▶ _Task item_
Could you filter the records below and return each line that holds "anyhow"?

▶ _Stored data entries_
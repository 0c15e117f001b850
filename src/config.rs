//! Configuration file handling for TracPro.
//!
//! The configuration file is stored at `$TRACPRO_HOME/config.json`. Next to it live the Google
//! OAuth client credentials (`.secrets/client_secret.json`) and the local cache (`cache.json`).

use crate::api::SecretFile;
use crate::error::{ErrorType, IntoResult, Res};
use crate::{cache, utils, Result};
use anyhow::{bail, Context};
use serde::{Deserialize, Serialize};
use std::path::{Path, PathBuf};
use tracing::debug;

const APP_NAME: &str = "tracpro";
const CONFIG_VERSION: u8 = 1;
const SECRETS: &str = ".secrets";
const CLIENT_SECRET_JSON: &str = "client_secret.json";
const CONFIG_JSON: &str = "config.json";

/// The title given to spreadsheets created by TracPro unless another is requested.
pub const DEFAULT_SHEET_TITLE: &str = "TracPro_Expenses";

/// How many expenses "recent expenses" shows unless another limit is requested.
pub const DEFAULT_RECENT_LIMIT: usize = 10;

/// Overrides the client id found in `client_secret.json`.
pub const CLIENT_ID_ENV: &str = "TRACPRO_GOOGLE_CLIENT_ID";

/// Client ids that were copied from a template and never filled in.
const PLACEHOLDER_CLIENT_IDS: &[&str] = &["your_google_client_id", "your_client_id"];

/// The `Config` object represents the configuration of the app. You instantiate it by providing
/// the path to `$TRACPRO_HOME` and from there it loads `$TRACPRO_HOME/config.json`. It provides
/// paths to other items that are either configurable or are expected in a certain location within
/// the home directory.
///
/// Loading never fails because of a bad client id. Instead the problem is recorded in
/// `startup_error` so that everything that does not need Google sign-in keeps working.
#[derive(Debug, Clone)]
pub struct Config {
    root: PathBuf,
    secrets: PathBuf,
    config_file: ConfigFile,
    secret: Option<SecretFile>,
    client_id: Option<String>,
    startup_error: Option<String>,
}

impl Config {
    /// Creates the home directory, its subdirectories and:
    /// - Creates an initial `config.json` file with default settings
    /// - Copies `secret_file` into its default location in the home directory.
    ///
    /// # Arguments
    /// - `dir` - The directory that will be the root of the home directory, e.g. `$HOME/tracpro`
    /// - `secret_file` - The downloaded OAuth 2.0 client credentials JSON needed to start the Google
    ///   OAuth workflow.
    pub async fn create(dir: impl Into<PathBuf>, secret_file: &Path) -> Result<Self> {
        Self::create_inner(dir.into(), secret_file)
            .await
            .pub_result(ErrorType::Config)
    }

    async fn create_inner(maybe_relative: PathBuf, secret_file: &Path) -> Res<Self> {
        utils::make_dir(&maybe_relative)
            .await
            .context("Unable to create the tracpro home directory")?;
        let root = utils::canonicalize(&maybe_relative).await?;

        let secrets_dir = root.join(SECRETS);
        utils::make_dir(&secrets_dir).await?;

        // Validate before copying so that a bad file is not left behind.
        let _ = SecretFile::load(secret_file).await?;
        let secret_destination = secrets_dir.join(CLIENT_SECRET_JSON);
        utils::copy(secret_file, &secret_destination).await?;
        #[cfg(unix)]
        {
            use std::fs::Permissions;
            use std::os::unix::fs::PermissionsExt;
            tokio::fs::set_permissions(&secret_destination, Permissions::from_mode(0o600))
                .await
                .context("Failed to set permissions on the client secret file")?;
        }

        let config_path = root.join(CONFIG_JSON);
        let config_file = ConfigFile::default();
        config_file.save(&config_path).await?;

        Self::load_inner(root).await
    }

    /// This will
    /// - validate that the home directory exists and that the config file exists
    /// - load the config file
    /// - load the client credentials, recording rather than failing on a missing client id
    pub async fn load(tracpro_home: impl Into<PathBuf>) -> Result<Self> {
        Self::load_inner(tracpro_home.into())
            .await
            .pub_result(ErrorType::Config)
    }

    async fn load_inner(maybe_relative: PathBuf) -> Res<Self> {
        let root = utils::canonicalize(&maybe_relative)
            .await
            .context("TracPro home is missing, run 'tracpro init' first")?;

        let config_path = root.join(CONFIG_JSON);
        if !config_path.is_file() {
            bail!("The config file is missing '{}'", config_path.display())
        }
        let config_file = ConfigFile::load(&config_path).await?;

        let mut config = Self {
            root: root.clone(),
            secrets: root.join(SECRETS),
            config_file,
            secret: None,
            client_id: None,
            startup_error: None,
        };

        let secret_path = config.client_secret_path();
        config.secret = match SecretFile::load(&secret_path).await {
            Ok(secret) => Some(secret),
            Err(e) => {
                debug!("No usable client secret at {}: {e:#}", secret_path.display());
                None
            }
        };
        let env_client_id = std::env::var(CLIENT_ID_ENV)
            .ok()
            .filter(|s| !s.trim().is_empty());
        config.client_id =
            env_client_id.or_else(|| config.secret.as_ref().map(|s| s.client_id().to_string()));
        config.startup_error = check_client_id(config.client_id.as_deref());
        Ok(config)
    }

    pub fn root(&self) -> &Path {
        &self.root
    }

    pub fn secrets(&self) -> &Path {
        &self.secrets
    }

    pub fn default_sheet_title(&self) -> &str {
        &self.config_file.default_sheet_title
    }

    pub fn recent_limit(&self) -> usize {
        self.config_file.recent_limit
    }

    /// The Google OAuth client id, from `TRACPRO_GOOGLE_CLIENT_ID` or the client secret file.
    pub fn client_id(&self) -> Option<&str> {
        self.client_id.as_deref()
    }

    /// A problem with the client configuration that will prevent sign-in.
    pub fn startup_error(&self) -> Option<&str> {
        self.startup_error.as_deref()
    }

    pub(crate) fn secret(&self) -> Option<&SecretFile> {
        self.secret.as_ref()
    }

    /// Returns the stored `client_secret_path` if it is absolute, otherwise resolves the relative path.
    pub fn client_secret_path(&self) -> PathBuf {
        self.resolve_path(self.config_file.client_secret_path())
    }

    /// Returns the stored `cache_path` if it is absolute, otherwise resolves the relative path.
    pub fn cache_path(&self) -> PathBuf {
        self.resolve_path(self.config_file.cache_path())
    }

    fn resolve_path(&self, p: PathBuf) -> PathBuf {
        if p.is_absolute() {
            return p;
        }
        self.root.join(p)
    }
}

/// Returns a message if `client_id` is missing or is a template placeholder.
fn check_client_id(client_id: Option<&str>) -> Option<String> {
    let id = client_id.map(str::trim).unwrap_or_default();
    if id.is_empty() {
        return Some(format!(
            "No Google client id is configured. Put your OAuth client credentials in \
            $TRACPRO_HOME/{SECRETS}/{CLIENT_SECRET_JSON} or set {CLIENT_ID_ENV}"
        ));
    }
    let lower = id.to_lowercase();
    if PLACEHOLDER_CLIENT_IDS.iter().any(|p| lower.contains(p)) {
        return Some(format!(
            "The Google client id '{id}' is a placeholder. Replace it with your OAuth client id"
        ));
    }
    None
}

/// Represents the serialization and deserialization format of the configuration file.
///
/// Example configuration:
/// ```json
/// {
///   "app_name": "tracpro",
///   "config_version": 1,
///   "default_sheet_title": "TracPro_Expenses",
///   "recent_limit": 10,
///   "client_secret_path": ".secrets/client_secret.json",
///   "cache_path": "cache.json"
/// }
/// ```
#[derive(Debug, Clone, Serialize, Deserialize, Eq, PartialEq)]
struct ConfigFile {
    /// Application name, should always be "tracpro"
    app_name: String,

    config_version: u8,

    /// Title of spreadsheets created by `create-sheet` and `connect`
    #[serde(default = "default_sheet_title")]
    default_sheet_title: String,

    /// Number of expenses shown by `recent`
    #[serde(default = "default_recent_limit")]
    recent_limit: usize,

    /// Path to the OAuth 2.0 client credentials file (optional, relative to config.json or absolute)
    /// Defaults to $TRACPRO_HOME/.secrets/client_secret.json if not specified
    #[serde(skip_serializing_if = "Option::is_none")]
    client_secret_path: Option<PathBuf>,

    /// Path to the local cache (optional, relative to config.json or absolute)
    /// Defaults to $TRACPRO_HOME/cache.json if not specified
    #[serde(skip_serializing_if = "Option::is_none")]
    cache_path: Option<PathBuf>,
}

fn default_sheet_title() -> String {
    DEFAULT_SHEET_TITLE.to_string()
}

fn default_recent_limit() -> usize {
    DEFAULT_RECENT_LIMIT
}

impl Default for ConfigFile {
    fn default() -> Self {
        Self {
            app_name: APP_NAME.to_string(),
            config_version: CONFIG_VERSION,
            default_sheet_title: default_sheet_title(),
            recent_limit: DEFAULT_RECENT_LIMIT,
            client_secret_path: None,
            cache_path: None,
        }
    }
}

impl ConfigFile {
    async fn load(path: impl AsRef<Path>) -> Res<Self> {
        let path = path.as_ref();
        let config: ConfigFile = utils::deserialize(path).await?;
        anyhow::ensure!(
            config.app_name == APP_NAME,
            "Invalid app_name in config file: expected '{}', got '{}'",
            APP_NAME,
            config.app_name
        );
        Ok(config)
    }

    async fn save(&self, path: impl AsRef<Path>) -> Res<()> {
        let p = path.as_ref();
        let data = serde_json::to_string_pretty(self).context("Unable to serialize config")?;
        utils::write(p, data)
            .await
            .context("Unable to write config file")
    }

    fn client_secret_path(&self) -> PathBuf {
        self.client_secret_path
            .clone()
            .unwrap_or_else(|| PathBuf::from(SECRETS).join(CLIENT_SECRET_JSON))
    }

    fn cache_path(&self) -> PathBuf {
        self.cache_path
            .clone()
            .unwrap_or_else(|| cache::default_path(Path::new("")))
    }
}

/// Extracts a spreadsheet id from either a raw id or a Google Sheets URL, e.g.
/// `https://docs.google.com/spreadsheets/d/ABC123/edit#gid=0` yields `ABC123`.
pub fn extract_spreadsheet_id(input: &str) -> Res<String> {
    let input = input.trim();
    if input.is_empty() {
        bail!("A spreadsheet id or URL is required");
    }

    match url::Url::parse(input) {
        Ok(url) => {
            // Matches both `/spreadsheets/d/<id>` and `/spreadsheets/u/0/d/<id>`.
            let segments: Vec<&str> = url
                .path_segments()
                .map(|s| s.collect())
                .unwrap_or_default();
            segments
                .iter()
                .position(|s| *s == "spreadsheets")
                .and_then(|start| {
                    let rest = &segments[start + 1..];
                    let d = rest.iter().position(|s| *s == "d")?;
                    rest.get(d + 1).filter(|id| !id.is_empty())
                })
                .map(|id| id.to_string())
                .with_context(|| {
                    format!(
                        "Invalid Google Sheets URL '{input}'. Expected: \
                        https://docs.google.com/spreadsheets/d/SPREADSHEET_ID"
                    )
                })
        }
        Err(_) => {
            if input
                .chars()
                .all(|c| c.is_ascii_alphanumeric() || c == '-' || c == '_')
            {
                Ok(input.to_string())
            } else {
                bail!("'{input}' is neither a spreadsheet id nor a Google Sheets URL")
            }
        }
    }
}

▶ _Reply_
use anyhow::{bail, Context};
        anyhow::ensure!(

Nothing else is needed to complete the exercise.